* [TASK TO COMPLETE] Using the data beneath, show every line that includes the word "cryptoKeyVersions".

* [DATA RECORDS]
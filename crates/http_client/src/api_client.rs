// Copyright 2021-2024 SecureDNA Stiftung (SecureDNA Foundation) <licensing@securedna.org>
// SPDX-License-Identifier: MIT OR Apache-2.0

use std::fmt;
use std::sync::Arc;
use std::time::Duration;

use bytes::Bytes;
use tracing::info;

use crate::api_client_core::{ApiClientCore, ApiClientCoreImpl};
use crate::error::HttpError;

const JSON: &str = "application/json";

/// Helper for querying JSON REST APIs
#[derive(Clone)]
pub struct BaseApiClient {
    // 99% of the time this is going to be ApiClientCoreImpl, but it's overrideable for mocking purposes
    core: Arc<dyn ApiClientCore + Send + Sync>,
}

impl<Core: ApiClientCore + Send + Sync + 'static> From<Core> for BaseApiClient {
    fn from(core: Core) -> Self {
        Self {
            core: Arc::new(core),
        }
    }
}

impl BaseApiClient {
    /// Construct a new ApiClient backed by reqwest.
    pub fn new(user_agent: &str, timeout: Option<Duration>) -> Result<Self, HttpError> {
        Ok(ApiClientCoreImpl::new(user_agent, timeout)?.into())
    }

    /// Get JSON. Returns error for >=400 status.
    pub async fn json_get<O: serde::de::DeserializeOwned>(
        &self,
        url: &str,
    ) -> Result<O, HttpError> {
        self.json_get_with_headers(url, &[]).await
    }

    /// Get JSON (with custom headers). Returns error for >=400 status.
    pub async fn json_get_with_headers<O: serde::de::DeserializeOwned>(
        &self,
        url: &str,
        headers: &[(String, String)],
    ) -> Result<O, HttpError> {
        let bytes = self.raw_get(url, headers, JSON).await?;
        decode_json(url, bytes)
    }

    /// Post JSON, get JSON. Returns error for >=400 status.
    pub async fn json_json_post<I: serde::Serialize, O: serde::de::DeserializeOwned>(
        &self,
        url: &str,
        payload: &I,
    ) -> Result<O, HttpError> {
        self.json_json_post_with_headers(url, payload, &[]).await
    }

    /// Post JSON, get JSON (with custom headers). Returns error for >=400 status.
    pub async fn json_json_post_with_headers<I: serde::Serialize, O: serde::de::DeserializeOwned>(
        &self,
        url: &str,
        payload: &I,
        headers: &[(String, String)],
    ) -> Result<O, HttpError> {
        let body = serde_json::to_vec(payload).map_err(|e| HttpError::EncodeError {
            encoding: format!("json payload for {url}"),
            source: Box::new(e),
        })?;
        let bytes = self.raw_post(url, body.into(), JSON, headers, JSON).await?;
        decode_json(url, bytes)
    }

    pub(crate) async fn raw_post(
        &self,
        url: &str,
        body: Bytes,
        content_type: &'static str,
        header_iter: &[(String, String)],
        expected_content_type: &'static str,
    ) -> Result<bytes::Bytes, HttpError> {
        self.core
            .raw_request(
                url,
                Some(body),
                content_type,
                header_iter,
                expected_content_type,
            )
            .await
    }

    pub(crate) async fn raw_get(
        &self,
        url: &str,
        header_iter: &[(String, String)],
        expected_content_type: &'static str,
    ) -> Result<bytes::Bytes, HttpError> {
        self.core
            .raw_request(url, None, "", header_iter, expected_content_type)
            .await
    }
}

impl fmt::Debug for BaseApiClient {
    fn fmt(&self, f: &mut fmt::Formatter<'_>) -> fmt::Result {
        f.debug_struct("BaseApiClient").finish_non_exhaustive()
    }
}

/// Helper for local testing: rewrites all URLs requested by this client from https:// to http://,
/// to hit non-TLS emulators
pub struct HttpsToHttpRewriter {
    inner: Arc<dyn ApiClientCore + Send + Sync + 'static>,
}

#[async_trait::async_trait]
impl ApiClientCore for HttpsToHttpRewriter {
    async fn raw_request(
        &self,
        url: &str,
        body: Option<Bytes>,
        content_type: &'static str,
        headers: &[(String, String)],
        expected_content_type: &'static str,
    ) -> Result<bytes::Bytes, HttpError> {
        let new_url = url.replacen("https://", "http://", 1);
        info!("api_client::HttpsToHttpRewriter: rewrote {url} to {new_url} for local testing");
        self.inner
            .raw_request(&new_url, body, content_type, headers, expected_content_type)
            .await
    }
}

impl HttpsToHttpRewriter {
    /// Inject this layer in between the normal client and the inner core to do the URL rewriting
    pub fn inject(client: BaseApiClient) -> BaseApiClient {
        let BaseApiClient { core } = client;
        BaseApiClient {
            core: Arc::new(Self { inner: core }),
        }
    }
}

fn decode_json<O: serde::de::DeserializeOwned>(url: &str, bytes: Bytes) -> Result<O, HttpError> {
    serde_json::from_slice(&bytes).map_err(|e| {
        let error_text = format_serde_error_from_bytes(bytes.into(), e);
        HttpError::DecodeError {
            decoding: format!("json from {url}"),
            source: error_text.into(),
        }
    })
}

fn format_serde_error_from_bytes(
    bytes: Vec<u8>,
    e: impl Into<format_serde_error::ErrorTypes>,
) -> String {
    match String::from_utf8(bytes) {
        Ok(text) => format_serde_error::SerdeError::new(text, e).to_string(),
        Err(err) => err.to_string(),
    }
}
---
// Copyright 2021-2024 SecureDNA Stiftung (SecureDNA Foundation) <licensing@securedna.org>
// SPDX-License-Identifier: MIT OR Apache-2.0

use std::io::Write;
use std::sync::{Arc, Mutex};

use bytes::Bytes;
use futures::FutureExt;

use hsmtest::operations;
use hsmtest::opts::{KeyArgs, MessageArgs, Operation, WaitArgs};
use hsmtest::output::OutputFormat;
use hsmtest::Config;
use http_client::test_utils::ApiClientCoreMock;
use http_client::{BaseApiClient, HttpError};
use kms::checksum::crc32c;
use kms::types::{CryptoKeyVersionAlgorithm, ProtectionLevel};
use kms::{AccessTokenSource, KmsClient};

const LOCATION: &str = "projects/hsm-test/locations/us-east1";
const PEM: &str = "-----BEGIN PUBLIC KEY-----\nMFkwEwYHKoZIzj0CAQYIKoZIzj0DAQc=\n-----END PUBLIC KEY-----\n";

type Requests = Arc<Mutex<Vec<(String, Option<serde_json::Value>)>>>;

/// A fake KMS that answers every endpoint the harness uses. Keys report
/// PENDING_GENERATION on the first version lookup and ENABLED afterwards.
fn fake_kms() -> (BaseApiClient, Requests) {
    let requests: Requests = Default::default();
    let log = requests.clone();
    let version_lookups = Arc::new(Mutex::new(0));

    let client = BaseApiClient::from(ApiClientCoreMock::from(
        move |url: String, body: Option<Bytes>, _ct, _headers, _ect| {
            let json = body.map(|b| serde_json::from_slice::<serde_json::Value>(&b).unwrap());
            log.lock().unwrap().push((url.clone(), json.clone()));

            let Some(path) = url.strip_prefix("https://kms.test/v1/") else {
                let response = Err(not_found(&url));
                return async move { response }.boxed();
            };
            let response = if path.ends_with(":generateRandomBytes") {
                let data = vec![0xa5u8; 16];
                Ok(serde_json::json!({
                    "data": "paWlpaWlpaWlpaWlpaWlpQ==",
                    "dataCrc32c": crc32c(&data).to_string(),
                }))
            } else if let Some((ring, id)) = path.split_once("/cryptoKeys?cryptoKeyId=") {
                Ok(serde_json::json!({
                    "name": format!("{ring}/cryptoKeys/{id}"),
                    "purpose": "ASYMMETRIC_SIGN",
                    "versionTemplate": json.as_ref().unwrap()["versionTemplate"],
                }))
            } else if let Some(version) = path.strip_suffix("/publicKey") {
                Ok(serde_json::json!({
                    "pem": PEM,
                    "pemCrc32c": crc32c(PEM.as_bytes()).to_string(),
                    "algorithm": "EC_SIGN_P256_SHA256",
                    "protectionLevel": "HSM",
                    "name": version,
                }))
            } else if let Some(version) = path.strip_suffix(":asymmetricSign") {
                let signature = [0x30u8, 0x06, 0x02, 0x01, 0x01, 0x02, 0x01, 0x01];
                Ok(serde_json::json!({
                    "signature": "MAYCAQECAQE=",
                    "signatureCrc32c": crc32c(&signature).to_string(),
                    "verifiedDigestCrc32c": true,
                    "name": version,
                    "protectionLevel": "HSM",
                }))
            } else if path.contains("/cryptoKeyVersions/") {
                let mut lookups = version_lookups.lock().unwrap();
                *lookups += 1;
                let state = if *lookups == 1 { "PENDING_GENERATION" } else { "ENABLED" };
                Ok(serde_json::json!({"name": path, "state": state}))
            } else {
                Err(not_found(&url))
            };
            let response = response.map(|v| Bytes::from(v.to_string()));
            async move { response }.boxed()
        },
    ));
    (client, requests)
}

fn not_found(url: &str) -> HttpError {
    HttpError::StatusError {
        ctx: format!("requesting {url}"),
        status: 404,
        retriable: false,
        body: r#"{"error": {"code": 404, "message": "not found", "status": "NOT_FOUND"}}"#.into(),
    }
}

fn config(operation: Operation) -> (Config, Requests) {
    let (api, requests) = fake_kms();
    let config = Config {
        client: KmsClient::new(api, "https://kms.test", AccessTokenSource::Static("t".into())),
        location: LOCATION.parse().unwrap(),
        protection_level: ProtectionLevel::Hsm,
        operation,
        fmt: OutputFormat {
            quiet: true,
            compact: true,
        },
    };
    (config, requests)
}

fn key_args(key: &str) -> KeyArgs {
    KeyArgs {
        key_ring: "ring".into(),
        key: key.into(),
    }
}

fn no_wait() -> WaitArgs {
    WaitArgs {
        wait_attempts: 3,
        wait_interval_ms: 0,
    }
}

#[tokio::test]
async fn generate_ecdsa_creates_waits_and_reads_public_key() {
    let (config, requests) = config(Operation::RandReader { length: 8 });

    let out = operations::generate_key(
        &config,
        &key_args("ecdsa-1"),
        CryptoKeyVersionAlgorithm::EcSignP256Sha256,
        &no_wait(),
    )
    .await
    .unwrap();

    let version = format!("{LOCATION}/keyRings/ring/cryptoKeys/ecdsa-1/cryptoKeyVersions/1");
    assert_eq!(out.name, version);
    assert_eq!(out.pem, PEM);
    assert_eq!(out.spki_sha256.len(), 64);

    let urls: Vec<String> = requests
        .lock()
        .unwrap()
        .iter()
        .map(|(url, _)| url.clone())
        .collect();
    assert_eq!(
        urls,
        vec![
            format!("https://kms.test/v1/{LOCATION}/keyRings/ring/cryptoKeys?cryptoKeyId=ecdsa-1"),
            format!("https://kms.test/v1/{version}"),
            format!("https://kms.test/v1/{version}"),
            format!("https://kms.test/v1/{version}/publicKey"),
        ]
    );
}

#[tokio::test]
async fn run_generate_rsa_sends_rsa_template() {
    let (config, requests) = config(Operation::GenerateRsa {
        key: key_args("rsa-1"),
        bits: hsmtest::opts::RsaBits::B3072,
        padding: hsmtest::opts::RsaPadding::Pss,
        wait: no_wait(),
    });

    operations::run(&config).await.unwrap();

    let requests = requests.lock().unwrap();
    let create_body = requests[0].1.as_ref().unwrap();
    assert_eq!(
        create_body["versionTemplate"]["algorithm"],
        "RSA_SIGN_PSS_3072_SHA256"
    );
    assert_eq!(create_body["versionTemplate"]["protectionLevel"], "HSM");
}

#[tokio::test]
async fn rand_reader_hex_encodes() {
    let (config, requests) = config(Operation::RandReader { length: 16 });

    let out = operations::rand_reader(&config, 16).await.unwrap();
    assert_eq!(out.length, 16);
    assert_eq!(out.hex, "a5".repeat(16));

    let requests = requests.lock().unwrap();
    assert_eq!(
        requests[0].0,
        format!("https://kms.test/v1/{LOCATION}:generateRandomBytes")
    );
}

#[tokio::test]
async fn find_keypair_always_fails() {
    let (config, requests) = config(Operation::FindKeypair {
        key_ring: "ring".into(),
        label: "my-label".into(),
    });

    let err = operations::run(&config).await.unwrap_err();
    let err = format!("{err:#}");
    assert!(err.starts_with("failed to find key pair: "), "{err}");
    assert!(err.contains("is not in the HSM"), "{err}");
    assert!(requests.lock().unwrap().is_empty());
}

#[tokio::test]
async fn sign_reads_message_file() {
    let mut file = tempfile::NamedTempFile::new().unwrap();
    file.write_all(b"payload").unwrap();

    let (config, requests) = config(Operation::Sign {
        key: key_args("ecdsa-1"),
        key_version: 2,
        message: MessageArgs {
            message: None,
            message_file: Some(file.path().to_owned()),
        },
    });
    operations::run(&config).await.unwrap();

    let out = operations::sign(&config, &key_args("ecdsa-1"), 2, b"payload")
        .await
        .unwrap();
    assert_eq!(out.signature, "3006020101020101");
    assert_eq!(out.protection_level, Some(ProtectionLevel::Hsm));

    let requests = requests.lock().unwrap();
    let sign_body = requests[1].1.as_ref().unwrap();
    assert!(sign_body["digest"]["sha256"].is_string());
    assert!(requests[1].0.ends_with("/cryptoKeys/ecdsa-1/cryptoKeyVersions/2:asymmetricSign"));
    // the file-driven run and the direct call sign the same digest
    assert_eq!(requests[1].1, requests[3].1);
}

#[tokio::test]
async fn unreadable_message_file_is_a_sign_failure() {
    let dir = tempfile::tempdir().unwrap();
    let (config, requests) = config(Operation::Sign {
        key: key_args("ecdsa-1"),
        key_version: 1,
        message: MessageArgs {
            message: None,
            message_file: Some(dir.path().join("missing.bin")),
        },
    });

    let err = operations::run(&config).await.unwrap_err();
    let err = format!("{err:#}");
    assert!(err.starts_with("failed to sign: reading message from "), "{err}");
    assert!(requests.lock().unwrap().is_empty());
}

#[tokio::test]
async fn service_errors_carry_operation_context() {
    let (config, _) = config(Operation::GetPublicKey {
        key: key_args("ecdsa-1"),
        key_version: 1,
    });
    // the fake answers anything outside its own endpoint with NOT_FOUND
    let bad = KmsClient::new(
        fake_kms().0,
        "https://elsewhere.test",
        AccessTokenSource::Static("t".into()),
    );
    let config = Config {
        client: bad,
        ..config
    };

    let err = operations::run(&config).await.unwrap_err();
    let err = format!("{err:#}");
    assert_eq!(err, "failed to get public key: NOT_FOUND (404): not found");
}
...
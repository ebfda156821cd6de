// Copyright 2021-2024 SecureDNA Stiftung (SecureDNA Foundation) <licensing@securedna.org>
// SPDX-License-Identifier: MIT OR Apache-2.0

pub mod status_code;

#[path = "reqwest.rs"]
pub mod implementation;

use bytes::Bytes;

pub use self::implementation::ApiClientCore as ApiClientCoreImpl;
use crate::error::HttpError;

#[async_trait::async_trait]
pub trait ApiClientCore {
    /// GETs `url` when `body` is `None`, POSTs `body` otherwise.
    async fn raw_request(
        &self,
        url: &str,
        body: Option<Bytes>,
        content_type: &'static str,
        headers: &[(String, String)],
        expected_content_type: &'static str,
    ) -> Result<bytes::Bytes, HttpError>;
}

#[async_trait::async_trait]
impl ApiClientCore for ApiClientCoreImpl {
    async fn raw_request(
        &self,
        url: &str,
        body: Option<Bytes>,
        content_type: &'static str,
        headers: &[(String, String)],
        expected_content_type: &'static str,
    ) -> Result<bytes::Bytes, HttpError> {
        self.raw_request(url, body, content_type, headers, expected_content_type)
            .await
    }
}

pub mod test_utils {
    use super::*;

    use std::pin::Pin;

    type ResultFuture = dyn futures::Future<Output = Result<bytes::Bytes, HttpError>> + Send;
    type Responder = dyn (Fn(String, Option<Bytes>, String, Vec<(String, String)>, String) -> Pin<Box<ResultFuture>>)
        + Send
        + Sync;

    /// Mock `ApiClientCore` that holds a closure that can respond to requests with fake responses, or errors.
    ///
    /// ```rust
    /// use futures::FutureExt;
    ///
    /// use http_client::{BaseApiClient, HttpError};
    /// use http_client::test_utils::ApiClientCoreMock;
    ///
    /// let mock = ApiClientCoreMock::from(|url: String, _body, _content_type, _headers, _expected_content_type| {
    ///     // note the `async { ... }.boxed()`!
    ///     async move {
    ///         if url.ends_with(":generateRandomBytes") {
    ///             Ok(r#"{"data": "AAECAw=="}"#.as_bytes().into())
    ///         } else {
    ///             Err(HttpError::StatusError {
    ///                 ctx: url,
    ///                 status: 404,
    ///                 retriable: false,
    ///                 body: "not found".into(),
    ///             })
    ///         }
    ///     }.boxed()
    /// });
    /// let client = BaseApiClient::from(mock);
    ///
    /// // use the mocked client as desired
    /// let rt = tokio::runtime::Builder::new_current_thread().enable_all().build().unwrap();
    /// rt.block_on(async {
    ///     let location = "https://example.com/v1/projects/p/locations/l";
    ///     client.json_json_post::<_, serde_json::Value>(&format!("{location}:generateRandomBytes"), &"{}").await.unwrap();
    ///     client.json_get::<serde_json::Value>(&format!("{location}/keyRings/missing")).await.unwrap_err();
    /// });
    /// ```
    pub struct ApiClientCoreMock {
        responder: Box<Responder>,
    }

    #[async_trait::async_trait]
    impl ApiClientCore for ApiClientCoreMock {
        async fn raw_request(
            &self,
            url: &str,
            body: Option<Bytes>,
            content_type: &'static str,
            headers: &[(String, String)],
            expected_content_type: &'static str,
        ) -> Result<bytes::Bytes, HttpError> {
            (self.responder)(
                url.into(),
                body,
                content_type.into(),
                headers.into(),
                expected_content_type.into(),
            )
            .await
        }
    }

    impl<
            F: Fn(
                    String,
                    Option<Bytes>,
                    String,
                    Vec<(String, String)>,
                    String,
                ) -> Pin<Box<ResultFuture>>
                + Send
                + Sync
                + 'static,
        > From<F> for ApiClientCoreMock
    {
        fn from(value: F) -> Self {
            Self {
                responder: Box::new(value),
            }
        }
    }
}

* [RESULT]
            } else if path.contains("/cryptoKeyVersions/") {
    let version = format!("{LOCATION}/keyRings/ring/cryptoKeys/ecdsa-1/cryptoKeyVersions/1");
    assert!(requests[1].0.ends_with("/cryptoKeys/ecdsa-1/cryptoKeyVersions/2:asymmetricSign"));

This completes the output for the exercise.